**Stored records:**
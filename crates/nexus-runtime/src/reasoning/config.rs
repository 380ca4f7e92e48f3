//! Configuration for the reasoning components.

use crate::reasoning::types::StrategyKind;

/// Tunable knobs for the adaptive reasoning loop and its components.
#[derive(Debug, Clone)]
pub struct ReasoningConfig {
    /// Iteration budget for deep reasoning.
    pub max_iterations: u32,

    /// Minimum quality for DIRECT responses.
    pub min_quality_direct: f64,
    /// Minimum quality for LIGHT_PLANNING responses.
    pub min_quality_light: f64,
    /// Minimum quality for DEEP_REASONING responses. Lower than the
    /// others: deep is the terminal option, its result is returned
    /// either way.
    pub min_quality_deep: f64,

    /// Maximum subtasks in a deep plan.
    pub max_subtasks: usize,

    /// Maximum assistant/tool rounds per tracked execution.
    pub max_tool_rounds: u32,
    /// Token budget for answer generation.
    pub answer_max_tokens: u32,

    /// Skip the analyzer and force a strategy. Both routing paths of
    /// the loop exist behind this switch: `None` always analyzes,
    /// `Some` never does.
    pub force_strategy: Option<StrategyKind>,
}

impl Default for ReasoningConfig {
    fn default() -> Self {
        Self {
            max_iterations: 3,
            min_quality_direct: 0.6,
            min_quality_light: 0.7,
            min_quality_deep: 0.5,
            max_subtasks: 5,
            max_tool_rounds: 8,
            answer_max_tokens: 4096,
            force_strategy: None,
        }
    }
}

impl ReasoningConfig {
    /// The quality threshold for a strategy.
    #[must_use]
    pub fn quality_threshold(&self, strategy: StrategyKind) -> f64 {
        match strategy {
            StrategyKind::Direct => self.min_quality_direct,
            StrategyKind::LightPlanning => self.min_quality_light,
            StrategyKind::DeepReasoning => self.min_quality_deep,
        }
    }
}

#[cfg(test)]
mod tests {
    use super::*;

    #[test]
    fn test_default_thresholds() {
        let config = ReasoningConfig::default();
        assert!((config.quality_threshold(StrategyKind::Direct) - 0.6).abs() < 1e-9);
        assert!((config.quality_threshold(StrategyKind::LightPlanning) - 0.7).abs() < 1e-9);
        assert!((config.quality_threshold(StrategyKind::DeepReasoning) - 0.5).abs() < 1e-9);
    }
}
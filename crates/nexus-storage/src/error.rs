//! Storage error types.

/// Errors from state providers.
#[derive(Debug, thiserror::Error)]
pub enum StorageError {
    /// The storage backend could not be reached or written.
    #[error("I/O error: {0}")]
    Io(#[from] std::io::Error),

    /// Stored data exists but cannot be decoded.
    #[error("corrupt state: {0}")]
    Corrupt(String),

    /// Data could not be serialized for storage.
    #[error("serialization error: {0}")]
    Serialization(String),

    /// The key is not usable with this backend.
    #[error("invalid key: {0}")]
    InvalidKey(String),
}

/// Result type for storage operations.
pub type StorageResult<T> = Result<T, StorageError>;
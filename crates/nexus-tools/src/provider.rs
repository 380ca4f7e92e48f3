//! Tool provider trait and the provider-facing tool definition.

use async_trait::async_trait;
use serde::{Deserialize, Serialize};
use serde_json::Value;

use crate::error::ToolResult;

/// A tool definition as emitted toward the LLM.
#[derive(Debug, Clone, PartialEq, Serialize, Deserialize)]
pub struct ToolSpec {
    /// Tool name, unique within the registry's emitted set.
    pub name: String,
    /// Description of what the tool does.
    pub description: Option<String>,
    /// JSON Schema for the tool's input.
    pub input_schema: Value,
}

/// A source of tools: an MCP fleet, local functions, or anything else
/// that can list definitions and execute by name.
#[async_trait]
pub trait ToolProvider: Send + Sync {
    /// Provider name, for logging and collision reports.
    fn provider_name(&self) -> &str;

    /// Current tool definitions from this provider.
    async fn tool_definitions(&self) -> Vec<ToolSpec>;

    /// Execute a tool by name.
    ///
    /// # Errors
    ///
    /// Returns [`crate::ToolError::NotFound`] for unknown names and
    /// [`crate::ToolError::ExecutionFailed`] when the underlying call
    /// fails.
    async fn execute(&self, tool_name: &str, arguments: Value) -> ToolResult<String>;
}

**WORK TO COMPLETE:** Set down precisely the lines above between the line holding "provider-facing tool definition." and the line holding "unknown names and", inclusive, and nothing beyond them.

**EXERCISE RESPONSE:**
//! Tool provider trait and the provider-facing tool definition.

use async_trait::async_trait;
use serde::{Deserialize, Serialize};
use serde_json::Value;

use crate::error::ToolResult;

/// A tool definition as emitted toward the LLM.
#[derive(Debug, Clone, PartialEq, Serialize, Deserialize)]
pub struct ToolSpec {
    /// Tool name, unique within the registry's emitted set.
    pub name: String,
    /// Description of what the tool does.
    pub description: Option<String>,
    /// JSON Schema for the tool's input.
    pub input_schema: Value,
}

/// A source of tools: an MCP fleet, local functions, or anything else
/// that can list definitions and execute by name.
#[async_trait]
pub trait ToolProvider: Send + Sync {
    /// Provider name, for logging and collision reports.
    fn provider_name(&self) -> &str;

    /// Current tool definitions from this provider.
    async fn tool_definitions(&self) -> Vec<ToolSpec>;

    /// Execute a tool by name.
    ///
    /// # Errors
    ///
    /// Returns [`crate::ToolError::NotFound`] for unknown names and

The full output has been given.